Find the word "crate" below. Copy each line that has it.

Collected data:
§

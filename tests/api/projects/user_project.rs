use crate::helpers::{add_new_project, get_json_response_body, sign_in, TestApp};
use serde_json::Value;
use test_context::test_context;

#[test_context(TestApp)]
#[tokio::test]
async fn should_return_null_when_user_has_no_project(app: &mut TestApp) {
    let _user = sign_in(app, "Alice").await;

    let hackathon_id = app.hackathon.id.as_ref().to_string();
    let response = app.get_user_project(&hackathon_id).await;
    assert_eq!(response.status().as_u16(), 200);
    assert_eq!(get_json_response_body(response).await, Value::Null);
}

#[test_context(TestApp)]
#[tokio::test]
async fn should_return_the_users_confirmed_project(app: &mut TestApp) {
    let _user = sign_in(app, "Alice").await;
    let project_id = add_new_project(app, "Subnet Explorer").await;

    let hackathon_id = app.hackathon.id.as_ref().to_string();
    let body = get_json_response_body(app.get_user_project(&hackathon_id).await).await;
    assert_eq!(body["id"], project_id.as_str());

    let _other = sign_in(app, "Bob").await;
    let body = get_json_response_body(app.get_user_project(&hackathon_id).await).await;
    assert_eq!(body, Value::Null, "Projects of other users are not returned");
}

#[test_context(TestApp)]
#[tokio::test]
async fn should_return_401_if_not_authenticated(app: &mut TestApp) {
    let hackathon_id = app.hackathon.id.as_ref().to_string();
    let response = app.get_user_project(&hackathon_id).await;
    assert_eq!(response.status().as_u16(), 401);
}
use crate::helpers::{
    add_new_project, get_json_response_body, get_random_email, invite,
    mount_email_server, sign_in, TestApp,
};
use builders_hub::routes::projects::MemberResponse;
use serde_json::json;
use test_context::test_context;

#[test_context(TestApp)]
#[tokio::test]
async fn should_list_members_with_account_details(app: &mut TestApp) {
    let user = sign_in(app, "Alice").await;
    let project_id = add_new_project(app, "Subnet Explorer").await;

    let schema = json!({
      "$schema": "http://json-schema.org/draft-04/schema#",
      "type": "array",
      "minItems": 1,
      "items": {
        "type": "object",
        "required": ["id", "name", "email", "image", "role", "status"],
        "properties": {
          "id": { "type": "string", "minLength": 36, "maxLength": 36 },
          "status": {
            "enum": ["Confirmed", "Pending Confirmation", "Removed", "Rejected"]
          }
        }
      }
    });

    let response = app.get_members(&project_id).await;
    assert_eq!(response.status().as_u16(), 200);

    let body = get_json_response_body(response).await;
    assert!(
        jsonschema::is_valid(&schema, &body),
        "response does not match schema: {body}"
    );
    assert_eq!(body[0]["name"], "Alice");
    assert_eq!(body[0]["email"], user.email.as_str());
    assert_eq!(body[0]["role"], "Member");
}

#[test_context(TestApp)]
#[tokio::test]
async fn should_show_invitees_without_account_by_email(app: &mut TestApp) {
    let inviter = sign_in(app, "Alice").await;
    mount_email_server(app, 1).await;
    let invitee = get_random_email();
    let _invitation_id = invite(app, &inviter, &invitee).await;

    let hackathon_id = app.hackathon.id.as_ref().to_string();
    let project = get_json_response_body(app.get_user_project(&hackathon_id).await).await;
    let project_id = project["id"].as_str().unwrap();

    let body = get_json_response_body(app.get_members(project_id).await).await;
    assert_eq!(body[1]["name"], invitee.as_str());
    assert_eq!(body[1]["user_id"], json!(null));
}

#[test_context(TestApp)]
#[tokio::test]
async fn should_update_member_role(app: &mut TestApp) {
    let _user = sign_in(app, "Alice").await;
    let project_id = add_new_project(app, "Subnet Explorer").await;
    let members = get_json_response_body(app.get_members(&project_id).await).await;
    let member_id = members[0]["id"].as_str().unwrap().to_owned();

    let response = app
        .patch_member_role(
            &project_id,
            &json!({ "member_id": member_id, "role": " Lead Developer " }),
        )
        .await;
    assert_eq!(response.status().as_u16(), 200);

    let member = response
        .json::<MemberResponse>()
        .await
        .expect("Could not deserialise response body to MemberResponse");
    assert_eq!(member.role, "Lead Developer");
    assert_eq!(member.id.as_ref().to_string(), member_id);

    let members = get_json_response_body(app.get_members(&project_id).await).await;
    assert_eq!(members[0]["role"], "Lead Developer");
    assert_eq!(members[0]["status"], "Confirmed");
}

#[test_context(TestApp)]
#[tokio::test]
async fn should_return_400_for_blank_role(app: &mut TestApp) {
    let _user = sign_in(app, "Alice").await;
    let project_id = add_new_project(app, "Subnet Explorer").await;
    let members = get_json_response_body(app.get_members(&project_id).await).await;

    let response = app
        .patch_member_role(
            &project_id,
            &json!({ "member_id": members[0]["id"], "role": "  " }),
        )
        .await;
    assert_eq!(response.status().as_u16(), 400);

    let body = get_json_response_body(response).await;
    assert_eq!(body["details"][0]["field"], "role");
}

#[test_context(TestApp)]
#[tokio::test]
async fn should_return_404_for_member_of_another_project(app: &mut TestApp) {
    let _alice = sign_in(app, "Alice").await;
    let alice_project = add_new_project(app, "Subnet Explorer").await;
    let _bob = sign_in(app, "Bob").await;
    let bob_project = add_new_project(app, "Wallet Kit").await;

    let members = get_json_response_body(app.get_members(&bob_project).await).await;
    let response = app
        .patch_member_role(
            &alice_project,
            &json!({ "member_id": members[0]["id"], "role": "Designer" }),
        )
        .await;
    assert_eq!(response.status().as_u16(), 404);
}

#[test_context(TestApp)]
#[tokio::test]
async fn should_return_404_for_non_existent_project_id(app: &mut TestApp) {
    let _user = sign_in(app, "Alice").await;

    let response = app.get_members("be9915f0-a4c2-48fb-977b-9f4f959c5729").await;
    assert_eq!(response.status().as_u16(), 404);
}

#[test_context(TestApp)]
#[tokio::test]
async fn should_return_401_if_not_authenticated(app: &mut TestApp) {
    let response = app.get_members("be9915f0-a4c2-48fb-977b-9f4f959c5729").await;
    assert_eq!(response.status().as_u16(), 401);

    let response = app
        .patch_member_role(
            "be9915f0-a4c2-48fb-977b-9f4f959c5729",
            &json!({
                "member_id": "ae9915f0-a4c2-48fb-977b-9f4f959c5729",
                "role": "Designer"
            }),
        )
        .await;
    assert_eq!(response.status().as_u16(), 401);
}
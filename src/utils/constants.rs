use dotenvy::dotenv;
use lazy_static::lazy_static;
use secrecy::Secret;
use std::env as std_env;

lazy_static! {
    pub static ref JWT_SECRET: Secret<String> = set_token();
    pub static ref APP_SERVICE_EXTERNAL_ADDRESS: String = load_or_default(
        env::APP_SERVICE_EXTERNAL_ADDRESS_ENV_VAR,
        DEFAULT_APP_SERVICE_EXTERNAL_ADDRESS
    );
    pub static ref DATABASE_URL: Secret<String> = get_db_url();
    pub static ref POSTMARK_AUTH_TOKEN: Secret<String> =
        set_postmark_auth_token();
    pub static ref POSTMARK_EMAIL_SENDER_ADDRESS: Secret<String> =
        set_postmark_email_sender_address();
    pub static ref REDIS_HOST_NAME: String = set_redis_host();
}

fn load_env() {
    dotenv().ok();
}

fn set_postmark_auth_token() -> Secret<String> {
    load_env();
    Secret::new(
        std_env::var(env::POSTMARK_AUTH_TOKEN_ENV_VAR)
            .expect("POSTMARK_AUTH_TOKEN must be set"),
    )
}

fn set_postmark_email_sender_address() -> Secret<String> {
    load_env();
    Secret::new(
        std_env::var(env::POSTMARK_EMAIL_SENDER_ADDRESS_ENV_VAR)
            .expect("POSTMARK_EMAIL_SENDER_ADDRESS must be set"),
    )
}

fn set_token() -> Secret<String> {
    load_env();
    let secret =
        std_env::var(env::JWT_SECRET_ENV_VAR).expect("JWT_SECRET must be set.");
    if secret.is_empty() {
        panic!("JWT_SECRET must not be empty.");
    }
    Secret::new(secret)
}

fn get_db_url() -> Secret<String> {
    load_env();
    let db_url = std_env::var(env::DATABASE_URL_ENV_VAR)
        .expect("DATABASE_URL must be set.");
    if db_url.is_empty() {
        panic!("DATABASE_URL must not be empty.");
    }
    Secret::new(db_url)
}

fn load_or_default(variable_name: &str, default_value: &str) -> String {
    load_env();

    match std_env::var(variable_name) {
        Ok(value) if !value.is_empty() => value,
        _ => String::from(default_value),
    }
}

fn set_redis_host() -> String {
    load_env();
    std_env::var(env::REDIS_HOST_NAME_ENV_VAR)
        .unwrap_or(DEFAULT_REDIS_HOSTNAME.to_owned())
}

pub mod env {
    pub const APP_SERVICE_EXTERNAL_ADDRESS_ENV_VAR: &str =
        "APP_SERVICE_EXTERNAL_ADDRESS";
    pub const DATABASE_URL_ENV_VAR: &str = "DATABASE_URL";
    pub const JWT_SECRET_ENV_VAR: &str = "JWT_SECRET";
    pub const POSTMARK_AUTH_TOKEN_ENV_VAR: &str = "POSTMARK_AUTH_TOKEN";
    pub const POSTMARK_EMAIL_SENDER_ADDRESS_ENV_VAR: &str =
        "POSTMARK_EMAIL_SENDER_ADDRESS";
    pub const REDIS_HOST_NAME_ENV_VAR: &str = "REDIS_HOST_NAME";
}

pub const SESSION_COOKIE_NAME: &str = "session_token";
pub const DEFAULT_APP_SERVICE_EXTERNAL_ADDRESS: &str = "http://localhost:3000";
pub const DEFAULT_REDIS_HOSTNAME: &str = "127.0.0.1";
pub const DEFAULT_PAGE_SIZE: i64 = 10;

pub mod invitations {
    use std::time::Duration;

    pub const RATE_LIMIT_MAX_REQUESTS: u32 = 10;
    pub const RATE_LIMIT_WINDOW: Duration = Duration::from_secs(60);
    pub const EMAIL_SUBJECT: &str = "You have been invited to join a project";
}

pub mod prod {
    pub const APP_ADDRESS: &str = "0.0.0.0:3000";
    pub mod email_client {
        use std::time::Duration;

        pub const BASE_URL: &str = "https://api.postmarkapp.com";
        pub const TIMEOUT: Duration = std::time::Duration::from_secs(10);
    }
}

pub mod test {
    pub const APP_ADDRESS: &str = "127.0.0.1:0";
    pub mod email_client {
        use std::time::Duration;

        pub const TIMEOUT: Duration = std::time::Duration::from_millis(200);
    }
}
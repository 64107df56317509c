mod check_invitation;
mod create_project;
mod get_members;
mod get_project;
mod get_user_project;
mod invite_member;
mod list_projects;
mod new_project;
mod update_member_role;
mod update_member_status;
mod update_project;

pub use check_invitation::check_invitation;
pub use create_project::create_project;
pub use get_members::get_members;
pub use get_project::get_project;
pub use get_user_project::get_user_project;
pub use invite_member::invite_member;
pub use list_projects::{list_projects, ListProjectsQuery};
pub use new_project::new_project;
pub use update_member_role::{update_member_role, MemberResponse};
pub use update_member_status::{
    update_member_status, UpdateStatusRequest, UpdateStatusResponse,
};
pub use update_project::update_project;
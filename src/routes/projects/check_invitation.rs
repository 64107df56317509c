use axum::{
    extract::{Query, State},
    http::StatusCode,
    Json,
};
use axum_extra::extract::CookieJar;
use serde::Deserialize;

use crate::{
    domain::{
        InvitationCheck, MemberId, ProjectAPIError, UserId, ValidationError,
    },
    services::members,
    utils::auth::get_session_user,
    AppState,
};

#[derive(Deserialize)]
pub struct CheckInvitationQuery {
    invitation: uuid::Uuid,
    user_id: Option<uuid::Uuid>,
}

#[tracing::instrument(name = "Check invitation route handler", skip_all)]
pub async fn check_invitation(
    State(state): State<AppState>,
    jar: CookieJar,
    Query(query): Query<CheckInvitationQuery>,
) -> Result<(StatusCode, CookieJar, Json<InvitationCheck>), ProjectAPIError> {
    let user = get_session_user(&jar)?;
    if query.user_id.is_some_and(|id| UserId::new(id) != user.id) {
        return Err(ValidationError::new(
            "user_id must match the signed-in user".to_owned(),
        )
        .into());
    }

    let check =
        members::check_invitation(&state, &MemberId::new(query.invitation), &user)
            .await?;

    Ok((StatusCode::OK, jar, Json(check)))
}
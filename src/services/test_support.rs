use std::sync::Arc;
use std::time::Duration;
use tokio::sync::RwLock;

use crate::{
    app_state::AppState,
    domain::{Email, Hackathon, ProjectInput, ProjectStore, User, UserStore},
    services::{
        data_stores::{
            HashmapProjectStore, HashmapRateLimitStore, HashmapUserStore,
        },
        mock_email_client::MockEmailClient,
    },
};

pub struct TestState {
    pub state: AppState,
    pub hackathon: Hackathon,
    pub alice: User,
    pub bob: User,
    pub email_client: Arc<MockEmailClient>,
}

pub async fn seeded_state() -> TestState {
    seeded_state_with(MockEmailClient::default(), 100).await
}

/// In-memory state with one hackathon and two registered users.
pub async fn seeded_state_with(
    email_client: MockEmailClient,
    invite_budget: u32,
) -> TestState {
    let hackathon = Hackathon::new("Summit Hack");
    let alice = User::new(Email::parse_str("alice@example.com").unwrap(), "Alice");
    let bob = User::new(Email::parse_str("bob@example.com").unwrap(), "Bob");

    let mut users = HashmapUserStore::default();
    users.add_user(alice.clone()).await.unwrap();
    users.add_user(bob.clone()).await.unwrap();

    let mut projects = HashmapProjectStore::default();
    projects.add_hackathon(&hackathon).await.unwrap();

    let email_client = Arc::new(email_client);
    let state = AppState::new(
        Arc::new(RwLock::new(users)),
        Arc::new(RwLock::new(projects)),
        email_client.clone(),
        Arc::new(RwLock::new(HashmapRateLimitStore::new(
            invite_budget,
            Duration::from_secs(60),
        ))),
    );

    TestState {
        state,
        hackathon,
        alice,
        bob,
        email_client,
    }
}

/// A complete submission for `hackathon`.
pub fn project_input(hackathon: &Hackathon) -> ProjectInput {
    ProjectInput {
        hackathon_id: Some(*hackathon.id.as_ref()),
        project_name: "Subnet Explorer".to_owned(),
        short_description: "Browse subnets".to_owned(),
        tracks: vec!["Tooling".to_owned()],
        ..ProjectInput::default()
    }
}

§

_The completed task_
use crate::helpers::{add_new_project, get_json_response_body, sign_in, TestApp};
use crate::helpers::{
use crate::{
use crate::{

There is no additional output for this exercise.